To my surprise I’ve found my writing is more productive on the Pro than on a Mac. That has a lot to do with the physical hardware. It is also down to iOS 9 which forces distraction-free mode on users.
Nothing pops up to distract me while working. I’m rarely tempted to switch screens unless it is necessary. Trust me, this enforced focus writing is just what I need.
I get paid by the word and can write more words per day on the iPad Pro. It’s that simple.
iPad Pro great for writing
Today’s iOS writing tools are excellent. There is plenty of choice. At one point I had seven different apps installed I can use to manipulate words and sentences.
At first sight Apple’s iPad Pro keyboard doesn’t look promising. In practice I can touch type on it all day. I’ve no idea if my iPad Pro typing speed matches my MacBook typing speed. What I do know is the iPad Pro writing set-up is productive.
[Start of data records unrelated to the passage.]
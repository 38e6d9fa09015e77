diesel::table! {
    safe_locations (id) {
        id -> Integer,
        name -> Text,
        latitude -> Double,
        longitude -> Double,
        capacity -> Nullable<Integer>,
        contact -> Nullable<Text>,
        #[sql_name = "type"]
        kind -> Nullable<Text>,
        description -> Nullable<Text>,
    }
}

diesel::table! {
    emergency_reports (id) {
        id -> Integer,
        user_id -> Nullable<Text>,
        latitude -> Nullable<Double>,
        longitude -> Nullable<Double>,
        timestamp -> Nullable<Text>,
        status -> Text,
        video_path -> Nullable<Text>,
        description -> Nullable<Text>,
        created_at -> Text,
    }
}
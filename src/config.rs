use std::path::PathBuf;

use rocket::data::{ByteUnit, Limits, ToByteUnit};
use rocket::figment::{
    Figment,
    providers::{Env, Format, Serialized, Toml},
};
use serde::{Deserialize, Serialize};


pub const DEFAULT_DATABASE_URL: &str = "disaster_app.db";
pub const DEFAULT_PORT: u16 = 5000;


/// Settings read once at ignition and shared read-only with every handler.
#[derive(Debug, Clone, PartialEq, Deserialize, Serialize)]
pub struct AppConfig {
    pub upload_dir: PathBuf,
    pub template_dir: PathBuf,
    /// Open the monitor page in a browser once the server is up.
    pub open_monitor: bool,
    /// Seconds to wait after liftoff before opening the monitor page.
    pub monitor_delay: u64,
}

impl Default for AppConfig {
    fn default() -> Self {
        AppConfig {
            upload_dir: PathBuf::from("uploads"),
            template_dir: PathBuf::from("templates"),
            open_monitor: cfg!(debug_assertions),
            monitor_delay: 2,
        }
    }
}


pub fn upload_limit() -> ByteUnit {
    100.mebibytes()
}

/// Rocket's defaults, then ours, then `Rocket.toml`, then `ROCKET_*`
/// environment variables.
pub fn figment() -> Figment {
    let limits = Limits::default()
        .limit("file", upload_limit())
        .limit("data-form", upload_limit());

    Figment::from(rocket::Config::default())
        .merge(("address", "0.0.0.0"))
        .merge(("port", DEFAULT_PORT))
        .merge(("limits", limits))
        .merge(("databases.disaster_db.url", DEFAULT_DATABASE_URL))
        .merge(Serialized::defaults(AppConfig::default()))
        .merge(Toml::file(Env::var_or("ROCKET_CONFIG", "Rocket.toml")).nested())
        .merge(Env::prefixed("ROCKET_").ignore(&["PROFILE"]).global())
}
My only niggle is that sometimes I must lift my hands from the keyboard and touch the screen or the Touch ID button. This doesn’t interfere with productivity, but it doesn’t feel like a natural action. Not yet.
The iPad Pro has earned its place in my technology armoury. The machine I’m writing this post on is a review model from Apple. When the review period is up I’m going to buy my own iPad Pro and a keyboard and an Apple pencil.
What does it replace?
There is one problem. I’ve not decided what it will displace.
Although I can do all my work on the iPad Pro, it can’t do all the other things I need to do. While iCloud works well (so does OneDrive) the iPad Pro is not ideal for making local file copies. Physical back-up may be an anachronistic security blanket in your eyes, I’ve come to depend on it. I learned the hard way about backing up and don’t plan to stop.
Last month I had to install new firmware on my home wireless router. That meant downloading a zip file, decompressing it then installing it on the router. There’s no way I know of to do this using the iPad Pro.
I’ve invested a small fortune in OS X and Windows apps. In truth, there are few desktop business apps that I find essential. I use Acorn to manipulate graphics files but there are good iPad apps for this task.
The iPad Pro handles most web design work. Downloading and editing HTML, CSS or PHP files is tricky compared with the Mac. I can’t see how I can run local development versions of websites on the iPad. Maybe there are tools, I haven’t found them yet.
Missing in action
Where the iPad Pro misses most is with leisure software. That’s strange given its consumer origins. Here I’m talking about specialist apps. I use sophisticated music composition software on my Mac, it doesn’t run on iOS. Having said that, I have found some great alternative iOS music software.
Games are another matter. I’m not much of a gamer, but on wet weekends and home alone evenings I might want to unwind. Although there are iOS versions of some of the games I play, they are not a patch on the OS X versions.
The iPad Pro is the best thing for watching streaming video content. Premier League Pass is wonderful on the Retina screen. Movies are wonderful and the display is big enough for two to snuggle up and watch together.
Can’t drop the Mac yet
Despite this, I’m still going to need a Mac of some description for some time. The question is which model?
Until I used the iPad Pro, Apple’s 2015 MacBook was at the top of my shopping list. It’s small and light and has a great screen. That sounds just like the iPad Pro, except I now know I work better with a Pro.
My MacBook Air is two years old. The battery doesn’t last quite as long as it did when it was new, the power cable wore away and needed kludging. I was planning to look for a replacement about now.
Thanks to the iPad Pro I can relegate the MacBook to a secondary role and extend its life. Maybe when it gets more tired I can replace it with a Retina iMac. Or maybe another MacBook Air.